A Comparison of the Pathogenesis of Marburg Virus Disease in Humans and Nonhuman Primates and Evaluation of the Suitability of These Animal Models for Predicting Clinical Efficacy under the 'Animal Rule'.

Marburg virus outbreaks are sporadic, infrequent, brief, and relatively small in terms of numbers of subjects affected. In addition, outbreaks most likely will occur in remote regions where clinical trials are not feasible; therefore, definitive, well-controlled human efficacy studies to test the effectiveness of a drug or biologic product are not feasible. Healthy human volunteers cannot ethically be deliberately exposed to a lethal agent such as Marburg virus in order to test the efficacy of a therapy or preventive prior to licensure. When human efficacy studies are neither ethical nor feasible, the US Food and Drug Administration may grant marketing approval of a drug or biologic product under the 'Animal Rule,' through which demonstration of the efficacy of a product can be 'based on adequate and well-controlled animal efficacy studies when the results of those studies establish that the drug is reasonably likely to produce clinical benefit in humans.' This process requires that the pathogenic determinants of the disease in the animal model are similar to those that have been identified in humans.
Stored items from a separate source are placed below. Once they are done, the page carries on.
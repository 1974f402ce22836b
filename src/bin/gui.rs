use clap::Parser;

use remote_raster_viewer::backend::BackendClient;
use remote_raster_viewer::gui_app;
use remote_raster_viewer::logging;

#[derive(Parser, Debug)]
#[command(
    name = "viewer_gui",
    about = "Interactive viewer for a remote raster service",
    version
)]
struct Cli {
    /// Base URL of the raster service
    #[arg(
        short = 'b',
        long = "backend",
        default_value = "http://127.0.0.1:5000/"
    )]
    backend: reqwest::Url,

    /// Session token sent in the X-CSRFToken header
    #[arg(short = 't', long = "token", default_value = "")]
    token: String,

    /// Prefill the source path input
    #[arg(short = 'i', long = "image")]
    image: Option<String>,
}

fn main() -> iced::Result {
    let cli = Cli::parse();
    logging::init("info");

    let client = BackendClient::new(cli.backend, cli.token);
    gui_app::run_viewer_app(client, cli.image)
}
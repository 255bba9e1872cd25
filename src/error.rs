// src/error.rs

//! Error type shared by the operator engine and the check harness.

use std::fmt;

use bincode::error::{DecodeError, EncodeError};
use tch::TchError;
use thiserror::Error;

/// Which of the three checks produced a mismatch.
#[derive(Debug, Clone, Copy, PartialEq, Eq)]
pub enum CheckKind {
    Reference,
    Device,
    Gradient,
}

impl fmt::Display for CheckKind {
    fn fmt(&self, f: &mut fmt::Formatter<'_>) -> fmt::Result {
        let name = match self {
            CheckKind::Reference => "reference",
            CheckKind::Device => "device",
            CheckKind::Gradient => "gradient",
        };
        f.write_str(name)
    }
}

#[derive(Error, Debug)]
pub enum CheckError {
    #[error(
        "{check} check failed for {what} at index {index}: expected {expected}, got {actual} \
         ({failures} element(s) out of tolerance)"
    )]
    Mismatch {
        check: CheckKind,
        what: String,
        index: usize,
        expected: f64,
        actual: f64,
        failures: usize,
    },

    #[error("{check} check failed for {what}: expected shape {expected:?}, got {found:?}")]
    ShapeMismatch {
        check: CheckKind,
        what: String,
        expected: Vec<i64>,
        found: Vec<i64>,
    },

    #[error("{check} check failed: expected {expected} output(s), got {found}")]
    OutputCountMismatch {
        check: CheckKind,
        expected: usize,
        found: usize,
    },

    #[error("Unknown operator type: {0}")]
    UnknownOperator(String),

    #[error("Invalid input for {op}: {reason}")]
    InvalidInput { op: String, reason: String },

    #[error("Blob not found in workspace: {0}")]
    MissingBlob(String),

    #[error("Output {index} missing: operator produced {produced} output(s)")]
    MissingOutput { index: usize, produced: usize },

    #[error("Tch tensor error: {0}")]
    TchError(#[from] TchError),

    #[error("I/O error: {0}")]
    IoError(#[from] std::io::Error),

    #[error("Bincode Encode error: {0}")]
    BincodeEncodeError(#[from] EncodeError),

    #[error("Bincode Decode error: {0}")]
    BincodeDecodeError(#[from] DecodeError),
}

impl CheckError {
    pub(crate) fn invalid_input(op: &str, reason: impl Into<String>) -> Self {
        CheckError::InvalidInput {
            op: op.to_string(),
            reason: reason.into(),
        }
    }

    /// True for the assertion failures raised by the checks themselves.
    pub fn is_mismatch(&self) -> bool {
        matches!(
            self,
            CheckError::Mismatch { .. }
                | CheckError::ShapeMismatch { .. }
                | CheckError::OutputCountMismatch { .. }
        )
    }
}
After reviewing primarily English-language, peer-reviewed journal articles, we here summarize the clinical manifestations of Marburg virus disease and the results of studies in NHP showing the characteristics and progression of the disease. We also include a detailed comparison of the characteristics of the human disease relative to those for NHP. This review reveals that the disease characteristics of Marburg virus disease are generally similar for humans and 3 NHP species: cynomolgus macaques (Macaca fascicularis), rhesus macaques (Macaca mulatta), and African green monkeys (Chlorocebus aethiops).